Bagaimana Anda melihat Shun sebagai ikon dari Mondo?
Shun itu orang yang sangat unik. Sama seperti Mondo-nya. Shun = Mondo, vice versa.
Akhir-akhir ini, satu per satu venue yang memiliki peran penting dalam terbangunnya suatu subkultur tutup. Bagaimana Anda melihat hal ini dapat memengaruhi pergerakan skena ke depannya?
Sangat disayangkan sekali ya, khususnya Mondo yang menurut saya mungkin salah satu tempat yang paling bisa menerima segala macam ragam musik dan seni dari segala jenis ini tutup. Tentu akan menghambat pergerakan skena kedepannya.
Menurut Anda, apakah ada ruang yang bisa menggantikan tempat seperti Mondo?
Untuk saat ini belum ada dan mungkin tidak akan pernah ada lagi tempat seperti ini dan kalaupun ada yang pasti tidak akan pernah sama dengan Mondo yang saya tahu sekarang ini.
TEGUH WICAKSONO
Studiorama / Sounds From The Corner
Sebelum berlokasi di Fatmawati, Mondo dulu pernah terletak di daerah Kemang. Perbedaan seperti apa yang dirasakan?
Saya jarang menyambangi Mondo ketika di Kemang, tapi saat letaknya di Fatmawati, ia jadi lebih on-brand. Perjalanan dari pintu masuk gedung Rossi Musik, menaiki lift tua yang membuat jantung berdebar (atau deretan anak tangga bau pesing), baru akhirnya tiba di lokasi akan jadi ritual yang saya rindukan. Terkadang riuh musiknya sudah bisa didengar dari lantai dua, pemandangan favorit saya bila ada satu dua orang sudah tergeletak di tangga, dihukum Anggur Merah. Jadi kalau bisa memilih, saya pilih di Fatmawati.
Acara apakah yang paling Anda ingat di Mondo?
Menurut saya, perhelatan regular Mondo krusial berkontribusi membentuk subkultur musik di Jakarta – jadi “HDYLW?” dan “Gaduh di Mondo” yang melekat erat di kepala saya.
Bagaimana Anda melihat Shun sebagai ikon dari Mondo?

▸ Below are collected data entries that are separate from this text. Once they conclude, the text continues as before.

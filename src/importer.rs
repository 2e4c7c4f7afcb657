use std::path::Path;
use std::str::FromStr;

use chrono::NaiveDate;
use regex::Regex;
use rust_decimal::Decimal;
use tracing::{info, warn};

use crate::error::{FlowbookError, Result};
use crate::models::{DroppedRow, Period, Transaction, NO_DESCRIPTION};
use crate::mortgage::{InvalidMortgageRecord, MortgageRecord};

const DATE_FORMATS: &[&str] = &[
    "%m/%d/%Y",
    "%Y-%m-%d",
    "%m-%d-%Y",
    "%Y/%m/%d",
    "%m/%d/%y",
    "%b %d, %Y",
];

const DATE_HEADERS: &[&str] = &["posting date", "date", "transaction date", "post date", "posted date"];
const DESCRIPTION_HEADERS: &[&str] = &["description", "payee", "merchant", "details", "memo"];
const AMOUNT_HEADERS: &[&str] = &["amount", "transaction amount"];
const BALANCE_HEADERS: &[&str] = &["balance", "running balance", "running bal."];

// ---------------------------------------------------------------------------
// Helpers
// ---------------------------------------------------------------------------

/// Parse a bank-formatted amount: `$1,234.56`, `"-45.00"`, `(12.00)`.
pub fn parse_amount(raw: &str) -> Option<Decimal> {
    let s = raw.replace([',', '"', '$'], "");
    let s = s.trim();
    if s.is_empty() {
        return None;
    }
    if let Some(inner) = s.strip_prefix('(').and_then(|v| v.strip_suffix(')')) {
        return Decimal::from_str(inner.trim()).ok().map(|d| -d);
    }
    Decimal::from_str(s.trim_start_matches('+')).ok()
}

pub fn parse_date(raw: &str) -> Option<NaiveDate> {
    let raw = raw.trim().trim_matches('"');
    DATE_FORMATS
        .iter()
        .find_map(|fmt| NaiveDate::parse_from_str(raw, fmt).ok())
}

/// Read a file as UTF-8, replacing invalid bytes so Latin-1 exports load.
fn read_lossy(path: &Path) -> Result<String> {
    let bytes = std::fs::read(path)?;
    let text = String::from_utf8_lossy(&bytes);
    Ok(text.trim_start_matches('\u{feff}').to_string())
}

fn reader(content: &str) -> csv::Reader<&[u8]> {
    csv::ReaderBuilder::new()
        .flexible(true)
        .trim(csv::Trim::All)
        .from_reader(content.as_bytes())
}

fn find_column(headers: &[String], names: &[&str]) -> Option<usize> {
    names
        .iter()
        .find_map(|name| headers.iter().position(|h| h == name))
}

fn normalized_headers(rdr: &mut csv::Reader<&[u8]>) -> Result<Vec<String>> {
    Ok(rdr
        .headers()?
        .iter()
        .map(|h| h.trim().to_lowercase())
        .collect())
}

fn field<'r>(record: &'r csv::StringRecord, idx: Option<usize>) -> &'r str {
    idx.and_then(|i| record.get(i)).unwrap_or("")
}

// ---------------------------------------------------------------------------
// Bank transactions
// ---------------------------------------------------------------------------

#[derive(Debug, Default)]
pub struct ImportBatch {
    pub transactions: Vec<Transaction>,
    pub dropped: Vec<DroppedRow>,
}

enum AmountColumns {
    Single(usize),
    DebitCredit {
        debit: Option<usize>,
        credit: Option<usize>,
    },
}

impl AmountColumns {
    fn read(&self, record: &csv::StringRecord) -> std::result::Result<Decimal, String> {
        match self {
            Self::Single(idx) => {
                let raw = field(record, Some(*idx));
                parse_amount(raw).ok_or_else(|| format!("invalid amount '{raw}'"))
            }
            Self::DebitCredit { debit, credit } => {
                let debit_raw = field(record, *debit);
                let credit_raw = field(record, *credit);
                let debit_amt = parse_amount(debit_raw);
                let credit_amt = parse_amount(credit_raw);
                if debit_amt.is_none() && credit_amt.is_none() {
                    return Err(format!(
                        "invalid amount (debit '{debit_raw}', credit '{credit_raw}')"
                    ));
                }
                Ok(credit_amt.unwrap_or_default().abs() - debit_amt.unwrap_or_default().abs())
            }
        }
    }
}

/// Load a bank CSV export. Source rows are numbered as in a spreadsheet, the
/// header being row 1.
pub fn import_transactions(path: &Path) -> Result<ImportBatch> {
    let content = read_lossy(path)?;
    let batch = parse_transactions(&content)?;
    info!(
        path = %path.display(),
        rows = batch.transactions.len(),
        dropped = batch.dropped.len(),
        "imported transactions"
    );
    Ok(batch)
}

pub fn parse_transactions(content: &str) -> Result<ImportBatch> {
    let mut rdr = reader(content);
    let headers = normalized_headers(&mut rdr)?;

    let date_col = find_column(&headers, DATE_HEADERS)
        .ok_or_else(|| FlowbookError::MissingColumn(format!("date (one of: {})", DATE_HEADERS.join(", "))))?;
    let desc_col = find_column(&headers, DESCRIPTION_HEADERS).ok_or_else(|| {
        FlowbookError::MissingColumn(format!("description (one of: {})", DESCRIPTION_HEADERS.join(", ")))
    })?;
    let amount_cols = match find_column(&headers, AMOUNT_HEADERS) {
        Some(idx) => AmountColumns::Single(idx),
        None => {
            let debit = find_column(&headers, &["debit", "withdrawal", "withdrawals"]);
            let credit = find_column(&headers, &["credit", "deposit", "deposits"]);
            if debit.is_none() && credit.is_none() {
                return Err(FlowbookError::MissingColumn(
                    "amount (or debit/credit)".to_string(),
                ));
            }
            AmountColumns::DebitCredit { debit, credit }
        }
    };
    let balance_col = find_column(&headers, BALANCE_HEADERS);

    let mut batch = ImportBatch::default();
    for (i, result) in rdr.records().enumerate() {
        let row = i + 2;
        let record = match result {
            Ok(r) => r,
            Err(e) => {
                batch.dropped.push(DroppedRow {
                    row,
                    reason: e.to_string(),
                });
                continue;
            }
        };
        if record.iter().all(str::is_empty) {
            continue;
        }

        let date_raw = field(&record, Some(date_col));
        let Some(date) = parse_date(date_raw) else {
            batch.dropped.push(DroppedRow {
                row,
                reason: format!("invalid date '{date_raw}'"),
            });
            continue;
        };
        let amount = match amount_cols.read(&record) {
            Ok(a) => a,
            Err(reason) => {
                batch.dropped.push(DroppedRow { row, reason });
                continue;
            }
        };
        let description = match field(&record, Some(desc_col)) {
            "" => NO_DESCRIPTION,
            d => d,
        };
        let balance = parse_amount(field(&record, balance_col));

        batch
            .transactions
            .push(Transaction::new(row, date, description, amount, balance));
    }

    for d in &batch.dropped {
        warn!(row = d.row, reason = %d.reason, "dropped row");
    }
    Ok(batch)
}

// ---------------------------------------------------------------------------
// Mortgage ledger
// ---------------------------------------------------------------------------

#[derive(Debug, Default)]
pub struct MortgageImport {
    pub records: Vec<MortgageRecord>,
    pub rejected: Vec<InvalidMortgageRecord>,
    pub dropped: Vec<DroppedRow>,
}

enum MortgageLayout {
    Explicit {
        total: Option<usize>,
        principal: usize,
        interest: usize,
    },
    Details {
        amount: Option<usize>,
        details: usize,
        principal_re: Regex,
        interest_re: Regex,
    },
}

/// Load a mortgage servicer export: either explicit principal/interest
/// columns, or a `Details` column like `Principal$800.00 Interest$1,600.00`.
pub fn import_mortgage(path: &Path) -> Result<MortgageImport> {
    let content = read_lossy(path)?;
    let import = parse_mortgage(&content)?;
    info!(
        path = %path.display(),
        records = import.records.len(),
        rejected = import.rejected.len(),
        dropped = import.dropped.len(),
        "imported mortgage ledger"
    );
    Ok(import)
}

pub fn parse_mortgage(content: &str) -> Result<MortgageImport> {
    let mut rdr = reader(content);
    let headers = normalized_headers(&mut rdr)?;

    let period_col = find_column(&headers, &["period", "month", "date", "payment date"])
        .ok_or_else(|| FlowbookError::MissingColumn("period or date".to_string()))?;
    let total_col = find_column(&headers, &["total", "total payment", "payment", "amount"]);
    let layout = match (
        find_column(&headers, &["principal", "principal amount"]),
        find_column(&headers, &["interest", "interest amount"]),
        find_column(&headers, &["details"]),
    ) {
        (Some(principal), Some(interest), _) => MortgageLayout::Explicit {
            total: total_col,
            principal,
            interest,
        },
        (_, _, Some(details)) => MortgageLayout::Details {
            amount: total_col,
            details,
            principal_re: Regex::new(r"Principal\$?([\d,]+\.?\d*)")?,
            interest_re: Regex::new(r"Interest\$?([\d,]+\.?\d*)")?,
        },
        _ => {
            return Err(FlowbookError::MissingColumn(
                "principal and interest (or details)".to_string(),
            ))
        }
    };

    let mut import = MortgageImport::default();
    for (i, result) in rdr.records().enumerate() {
        let row = i + 2;
        let record = match result {
            Ok(r) => r,
            Err(e) => {
                import.dropped.push(DroppedRow {
                    row,
                    reason: e.to_string(),
                });
                continue;
            }
        };
        if record.iter().all(str::is_empty) {
            continue;
        }

        let period_raw = field(&record, Some(period_col));
        let period = period_raw
            .parse::<Period>()
            .ok()
            .or_else(|| parse_date(period_raw).map(Period::of));
        let Some(period) = period else {
            import.dropped.push(DroppedRow {
                row,
                reason: format!("invalid period '{period_raw}'"),
            });
            continue;
        };

        let parts = match &layout {
            MortgageLayout::Explicit {
                total,
                principal,
                interest,
            } => {
                let principal = parse_amount(field(&record, Some(*principal)));
                let interest = parse_amount(field(&record, Some(*interest)));
                let total = parse_amount(field(&record, *total));
                principal.zip(interest).map(|(p, i)| (total, p, i))
            }
            MortgageLayout::Details {
                amount,
                details,
                principal_re,
                interest_re,
            } => {
                let text = field(&record, Some(*details));
                let capture = |re: &Regex| {
                    re.captures(text)
                        .and_then(|c| c.get(1))
                        .and_then(|m| parse_amount(m.as_str()))
                };
                let total = parse_amount(field(&record, *amount));
                capture(principal_re)
                    .zip(capture(interest_re))
                    .map(|(p, i)| (total, p, i))
            }
        };
        // Servicer exports mix payments with escrow and loan events; only rows
        // carrying both parts are monthly payments.
        let Some((total, principal, interest)) = parts else {
            import.dropped.push(DroppedRow {
                row,
                reason: "no principal/interest breakdown".to_string(),
            });
            continue;
        };
        let total = total.map(|t| t.abs()).unwrap_or(principal + interest);

        match MortgageRecord::new(period, total, principal.abs(), interest.abs()) {
            Ok(r) => import.records.push(r),
            Err(e) => {
                warn!("{e}");
                import.rejected.push(e);
            }
        }
    }
    Ok(import)
}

Saya selalu kagum dengan passion Shun terhadap musik dari Indonesia. Tidak hanya rendah hati, namun keterbukaannya kepada hal-hal baru yang di luar zona nyaman lah yang jadi resep ampuh kenapa Mondo jadi venue kesayangan semua orang. Menjalankan bisnis F&B (Food & Beverages) dengan idealisme bukanlah hal yang mudah di Jakarta – namun karena kebesaran hati Shun, semua orang jadi jatuh hati kepada tempat itu dan mendukung setulus hati. Ini situasi yang lumayan klasik – ketika komunitas kreatif merasa diterima oleh sebuah entitas bisnis, tidak ragu mereka akan memberikan support balik yang nilainya tidak bisa dihitung dengan sekadar “profit”.
Akhir-akhir ini, satu per satu venue yang memiliki peran penting dalam terbangunnya suatu subkultur tutup. Bagaimana Anda melihat hal ini dapat memengaruhi pergerakan skena ke depannya?
Di Ibukota kita pernah punya Poster, Parc dan BBs. Tentunya venue musik adalah elemen penting dari pertumbuhan scene musik lokal – karena di sanalah tempat semua stakeholder penting bertemu dan berinteraksi. Tanpa mengesampingkan rasa sedih saya terhadap tutupnya Mondo, saya optimis hal ini tidak akan menghambat suatu apapun. Selama bertahun-tahun, Mondo menghadiahi kita melting pot di mana semua orang bisa berkarya tanpa pretensi, dan ke depannya selayaknya kita menjadikan memori manis kita di sana sebagai bahan bakar membuat Mondo-Mondo berikutnya.
Menurut Anda, apakah ada ruang yang bisa menggantikan tempat seperti Mondo?
Ada. Harus ada.
BELDA FARIKA
Never Too Disco / HDYLW?
Sebelum berlokasi di Fatmawati, Mondo dulu pernah terletak di daerah Kemang. Perbedaan seperti apa yang dirasakan? Dan kalau bisa memilih, lokasi mana yang lebih Anda sukai?
Lebih suka di rooftop Rossi Musik karena tempatnya lebih luas dan ada area outdoor-nya.
Acara apakah yang paling Anda ingat di Mondo?
Terlalu banyak acara seru di Mondo, tapi kalau buat saya, paling ingat acara 4th year Anniversary Imaginary Voyage Radio di basement Mondo Kemang.
Bagaimana Anda melihat Shun sebagai ikon dari Mondo?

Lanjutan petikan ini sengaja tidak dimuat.